### Required action
Set the entries below down again, please. Match them exactly.

### Collected data entries
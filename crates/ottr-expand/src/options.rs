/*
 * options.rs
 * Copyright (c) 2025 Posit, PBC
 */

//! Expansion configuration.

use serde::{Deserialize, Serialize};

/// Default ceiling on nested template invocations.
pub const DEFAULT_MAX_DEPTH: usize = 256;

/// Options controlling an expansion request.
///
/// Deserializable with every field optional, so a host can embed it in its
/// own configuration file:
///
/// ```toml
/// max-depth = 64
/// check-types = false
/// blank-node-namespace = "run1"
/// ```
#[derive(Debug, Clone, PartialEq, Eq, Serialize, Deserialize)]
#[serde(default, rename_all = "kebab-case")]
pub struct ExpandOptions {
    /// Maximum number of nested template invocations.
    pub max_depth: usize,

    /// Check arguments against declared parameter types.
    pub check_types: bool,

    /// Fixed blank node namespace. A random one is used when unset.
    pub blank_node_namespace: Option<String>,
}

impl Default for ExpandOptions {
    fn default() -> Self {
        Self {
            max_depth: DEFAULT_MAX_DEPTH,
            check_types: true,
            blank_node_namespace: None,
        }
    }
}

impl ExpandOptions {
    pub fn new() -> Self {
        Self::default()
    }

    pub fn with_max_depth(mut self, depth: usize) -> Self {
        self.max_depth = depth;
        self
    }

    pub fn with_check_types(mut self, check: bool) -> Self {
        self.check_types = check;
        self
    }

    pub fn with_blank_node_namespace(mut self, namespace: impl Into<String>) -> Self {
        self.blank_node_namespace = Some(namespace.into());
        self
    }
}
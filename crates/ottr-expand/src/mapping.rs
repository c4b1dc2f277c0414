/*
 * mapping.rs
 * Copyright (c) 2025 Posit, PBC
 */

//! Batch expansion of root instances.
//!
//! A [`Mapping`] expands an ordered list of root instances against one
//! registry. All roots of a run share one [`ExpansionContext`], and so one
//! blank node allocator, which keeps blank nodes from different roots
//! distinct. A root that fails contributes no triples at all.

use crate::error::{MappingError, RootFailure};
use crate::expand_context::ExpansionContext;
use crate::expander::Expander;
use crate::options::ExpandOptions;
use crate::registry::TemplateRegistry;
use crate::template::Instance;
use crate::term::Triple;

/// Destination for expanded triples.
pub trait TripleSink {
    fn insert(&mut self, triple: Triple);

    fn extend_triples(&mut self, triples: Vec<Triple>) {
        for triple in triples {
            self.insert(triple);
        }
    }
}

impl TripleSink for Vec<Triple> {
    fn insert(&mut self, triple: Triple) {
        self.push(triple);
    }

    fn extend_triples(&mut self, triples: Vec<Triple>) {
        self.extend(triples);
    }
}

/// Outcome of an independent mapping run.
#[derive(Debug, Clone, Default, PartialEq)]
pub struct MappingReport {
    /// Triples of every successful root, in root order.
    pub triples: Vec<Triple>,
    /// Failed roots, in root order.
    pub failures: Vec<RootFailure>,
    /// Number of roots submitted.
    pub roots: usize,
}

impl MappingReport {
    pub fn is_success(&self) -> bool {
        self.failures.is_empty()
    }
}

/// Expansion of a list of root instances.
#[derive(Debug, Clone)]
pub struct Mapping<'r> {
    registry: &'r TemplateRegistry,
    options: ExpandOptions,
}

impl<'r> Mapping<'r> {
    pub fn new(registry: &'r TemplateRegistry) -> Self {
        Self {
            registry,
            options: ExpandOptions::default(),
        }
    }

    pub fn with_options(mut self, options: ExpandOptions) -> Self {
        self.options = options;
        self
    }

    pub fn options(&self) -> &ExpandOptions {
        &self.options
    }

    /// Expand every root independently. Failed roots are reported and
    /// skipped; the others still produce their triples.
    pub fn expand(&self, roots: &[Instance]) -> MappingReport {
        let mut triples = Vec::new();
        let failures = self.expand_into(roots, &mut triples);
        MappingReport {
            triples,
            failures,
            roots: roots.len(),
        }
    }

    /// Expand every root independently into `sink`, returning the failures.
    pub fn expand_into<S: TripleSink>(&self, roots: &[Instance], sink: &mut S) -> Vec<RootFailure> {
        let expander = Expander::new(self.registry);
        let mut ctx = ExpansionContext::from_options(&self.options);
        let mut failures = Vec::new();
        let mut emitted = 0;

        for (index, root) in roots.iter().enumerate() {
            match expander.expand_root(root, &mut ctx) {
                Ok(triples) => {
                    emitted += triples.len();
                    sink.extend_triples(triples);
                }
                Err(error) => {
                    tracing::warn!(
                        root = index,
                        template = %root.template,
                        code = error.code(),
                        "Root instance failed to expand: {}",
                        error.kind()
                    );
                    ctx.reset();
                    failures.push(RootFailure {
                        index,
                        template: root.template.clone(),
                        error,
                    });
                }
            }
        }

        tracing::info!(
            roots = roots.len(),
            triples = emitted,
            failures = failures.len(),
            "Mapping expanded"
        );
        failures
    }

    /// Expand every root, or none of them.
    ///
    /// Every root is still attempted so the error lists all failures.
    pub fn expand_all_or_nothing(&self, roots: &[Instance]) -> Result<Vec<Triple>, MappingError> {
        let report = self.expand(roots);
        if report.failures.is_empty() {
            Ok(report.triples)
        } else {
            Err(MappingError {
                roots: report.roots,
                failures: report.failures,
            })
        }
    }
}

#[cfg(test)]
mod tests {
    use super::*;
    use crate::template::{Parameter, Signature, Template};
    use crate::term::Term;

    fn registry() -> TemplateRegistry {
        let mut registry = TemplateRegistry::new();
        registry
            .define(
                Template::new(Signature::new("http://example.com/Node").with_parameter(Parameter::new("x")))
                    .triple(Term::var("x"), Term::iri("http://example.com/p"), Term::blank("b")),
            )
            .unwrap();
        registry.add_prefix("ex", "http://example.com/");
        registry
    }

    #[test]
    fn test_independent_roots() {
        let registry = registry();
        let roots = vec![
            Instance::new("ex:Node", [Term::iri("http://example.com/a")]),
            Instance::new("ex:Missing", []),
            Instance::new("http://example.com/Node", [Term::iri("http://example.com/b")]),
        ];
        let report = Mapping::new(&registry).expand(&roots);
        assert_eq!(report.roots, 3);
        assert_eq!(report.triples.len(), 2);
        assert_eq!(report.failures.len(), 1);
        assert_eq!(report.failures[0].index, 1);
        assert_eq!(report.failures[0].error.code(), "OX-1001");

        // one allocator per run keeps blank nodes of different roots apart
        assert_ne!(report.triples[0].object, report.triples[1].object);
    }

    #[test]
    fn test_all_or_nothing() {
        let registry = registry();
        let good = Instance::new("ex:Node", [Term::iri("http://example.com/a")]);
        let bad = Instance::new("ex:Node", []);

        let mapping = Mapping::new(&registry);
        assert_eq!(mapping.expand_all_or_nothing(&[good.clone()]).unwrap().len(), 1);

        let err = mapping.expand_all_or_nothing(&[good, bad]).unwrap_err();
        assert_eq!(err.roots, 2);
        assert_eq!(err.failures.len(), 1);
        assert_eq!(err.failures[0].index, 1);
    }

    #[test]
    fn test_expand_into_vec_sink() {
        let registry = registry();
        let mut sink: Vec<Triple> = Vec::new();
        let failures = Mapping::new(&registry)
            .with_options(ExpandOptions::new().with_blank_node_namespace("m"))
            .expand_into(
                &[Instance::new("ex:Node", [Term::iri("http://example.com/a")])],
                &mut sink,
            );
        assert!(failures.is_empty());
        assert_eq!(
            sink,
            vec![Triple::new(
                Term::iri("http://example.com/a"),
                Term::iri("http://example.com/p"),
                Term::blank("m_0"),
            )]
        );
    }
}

### Your solution
filename crates/ottr-expand/src/options.rs
/*
 * options.rs
 * Copyright (c) 2025 Posit, PBC
 */

//! Expansion configuration.

use serde::{Deserialize, Serialize};

/// Default ceiling on nested template invocations.
pub const DEFAULT_MAX_DEPTH: usize = 256;

/// Options controlling an expansion request.
///
/// Deserializable with every field optional, so a host can embed it in its
/// own configuration file:
///
/// ```toml
/// max-depth = 64
/// check-types = false
/// blank-node-namespace = "run1"
/// ```
#[derive(Debug, Clone, PartialEq, Eq, Serialize, Deserialize)]
#[serde(default, rename_all = "kebab-case")]
pub struct ExpandOptions {
    /// Maximum number of nested template invocations.
    pub max_depth: usize,

    /// Check arguments against declared parameter types.
    pub check_types: bool,

    /// Fixed blank node namespace. A random one is used when unset.
    pub blank_node_namespace: Option<String>,
}

impl Default for ExpandOptions {
    fn default() -> Self {
        Self {
            max_depth: DEFAULT_MAX_DEPTH,
            check_types: true,
            blank_node_namespace: None,
        }
    }
}

impl ExpandOptions {
    pub fn new() -> Self {
        Self::default()
    }

    pub fn with_max_depth(mut self, depth: usize) -> Self {
        self.max_depth = depth;
        self
    }

    pub fn with_check_types(mut self, check: bool) -> Self {
        self.check_types = check;
        self
    }

    pub fn with_blank_node_namespace(mut self, namespace: impl Into<String>) -> Self {
        self.blank_node_namespace = Some(namespace.into());
        self
    }
}
filename crates/ottr-expand/src/mapping.rs
repository c4b1dc2f277c0414
/*
 * mapping.rs
 * Copyright (c) 2025 Posit, PBC
 */

//! Batch expansion of root instances.
//!
//! A [`Mapping`] expands an ordered list of root instances against one
//! registry. All roots of a run share one [`ExpansionContext`], and so one
//! blank node allocator, which keeps blank nodes from different roots
//! distinct. A root that fails contributes no triples at all.

use crate::error::{MappingError, RootFailure};
use crate::expand_context::ExpansionContext;
use crate::expander::Expander;
use crate::options::ExpandOptions;
use crate::registry::TemplateRegistry;
use crate::template::Instance;
use crate::term::Triple;

/// Destination for expanded triples.
pub trait TripleSink {
    fn insert(&mut self, triple: Triple);

    fn extend_triples(&mut self, triples: Vec<Triple>) {
        for triple in triples {
            self.insert(triple);
        }
    }
}

impl TripleSink for Vec<Triple> {
    fn insert(&mut self, triple: Triple) {
        self.push(triple);
    }

    fn extend_triples(&mut self, triples: Vec<Triple>) {
        self.extend(triples);
    }
}

/// Outcome of an independent mapping run.
#[derive(Debug, Clone, Default, PartialEq)]
pub struct MappingReport {
    /// Triples of every successful root, in root order.
    pub triples: Vec<Triple>,
    /// Failed roots, in root order.
    pub failures: Vec<RootFailure>,
    /// Number of roots submitted.
    pub roots: usize,
}

impl MappingReport {
    pub fn is_success(&self) -> bool {
        self.failures.is_empty()
    }
}

/// Expansion of a list of root instances.
#[derive(Debug, Clone)]
pub struct Mapping<'r> {
    registry: &'r TemplateRegistry,
    options: ExpandOptions,
}

impl<'r> Mapping<'r> {
    pub fn new(registry: &'r TemplateRegistry) -> Self {
        Self {
            registry,
            options: ExpandOptions::default(),
        }
    }

    pub fn with_options(mut self, options: ExpandOptions) -> Self {
        self.options = options;
        self
    }

    pub fn options(&self) -> &ExpandOptions {
        &self.options
    }

    /// Expand every root independently. Failed roots are reported and
    /// skipped; the others still produce their triples.
    pub fn expand(&self, roots: &[Instance]) -> MappingReport {
        let mut triples = Vec::new();
        let failures = self.expand_into(roots, &mut triples);
        MappingReport {
            triples,
            failures,
            roots: roots.len(),
        }
    }

    /// Expand every root independently into `sink`, returning the failures.
    pub fn expand_into<S: TripleSink>(&self, roots: &[Instance], sink: &mut S) -> Vec<RootFailure> {
        let expander = Expander::new(self.registry);
        let mut ctx = ExpansionContext::from_options(&self.options);
        let mut failures = Vec::new();
        let mut emitted = 0;

        for (index, root) in roots.iter().enumerate() {
            match expander.expand_root(root, &mut ctx) {
                Ok(triples) => {
                    emitted += triples.len();
                    sink.extend_triples(triples);
                }
                Err(error) => {
                    tracing::warn!(
                        root = index,
                        template = %root.template,
                        code = error.code(),
                        "Root instance failed to expand: {}",
                        error.kind()
                    );
                    ctx.reset();
                    failures.push(RootFailure {
                        index,
                        template: root.template.clone(),
                        error,
                    });
                }
            }
        }

        tracing::info!(
            roots = roots.len(),
            triples = emitted,
            failures = failures.len(),
            "Mapping expanded"
        );
        failures
    }

    /// Expand every root, or none of them.
    ///
    /// Every root is still attempted so the error lists all failures.
    pub fn expand_all_or_nothing(&self, roots: &[Instance]) -> Result<Vec<Triple>, MappingError> {
        let report = self.expand(roots);
        if report.failures.is_empty() {
            Ok(report.triples)
        } else {
            Err(MappingError {
                roots: report.roots,
                failures: report.failures,
            })
        }
    }
}

#[cfg(test)]
mod tests {
    use super::*;
    use crate::template::{Parameter, Signature, Template};
    use crate::term::Term;

    fn registry() -> TemplateRegistry {
        let mut registry = TemplateRegistry::new();
        registry
            .define(
                Template::new(Signature::new("http://example.com/Node").with_parameter(Parameter::new("x")))
                    .triple(Term::var("x"), Term::iri("http://example.com/p"), Term::blank("b")),
            )
            .unwrap();
        registry.add_prefix("ex", "http://example.com/");
        registry
    }

    #[test]
    fn test_independent_roots() {
        let registry = registry();
        let roots = vec![
            Instance::new("ex:Node", [Term::iri("http://example.com/a")]),
            Instance::new("ex:Missing", []),
            Instance::new("http://example.com/Node", [Term::iri("http://example.com/b")]),
        ];
        let report = Mapping::new(&registry).expand(&roots);
        assert_eq!(report.roots, 3);
        assert_eq!(report.triples.len(), 2);
        assert_eq!(report.failures.len(), 1);
        assert_eq!(report.failures[0].index, 1);
        assert_eq!(report.failures[0].error.code(), "OX-1001");

        // one allocator per run keeps blank nodes of different roots apart
        assert_ne!(report.triples[0].object, report.triples[1].object);
    }

    #[test]
    fn test_all_or_nothing() {
        let registry = registry();
        let good = Instance::new("ex:Node", [Term::iri("http://example.com/a")]);
        let bad = Instance::new("ex:Node", []);

        let mapping = Mapping::new(&registry);
        assert_eq!(mapping.expand_all_or_nothing(&[good.clone()]).unwrap().len(), 1);

        let err = mapping.expand_all_or_nothing(&[good, bad]).unwrap_err();
        assert_eq!(err.roots, 2);
        assert_eq!(err.failures.len(), 1);
        assert_eq!(err.failures[0].index, 1);
    }

    #[test]
    fn test_expand_into_vec_sink() {
        let registry = registry();
        let mut sink: Vec<Triple> = Vec::new();
        let failures = Mapping::new(&registry)
            .with_options(ExpandOptions::new().with_blank_node_namespace("m"))
            .expand_into(
                &[Instance::new("ex:Node", [Term::iri("http://example.com/a")])],
                &mut sink,
            );
        assert!(failures.is_empty());
        assert_eq!(
            sink,
            vec![Triple::new(
                Term::iri("http://example.com/a"),
                Term::iri("http://example.com/p"),
                Term::blank("m_0"),
            )]
        );
    }
}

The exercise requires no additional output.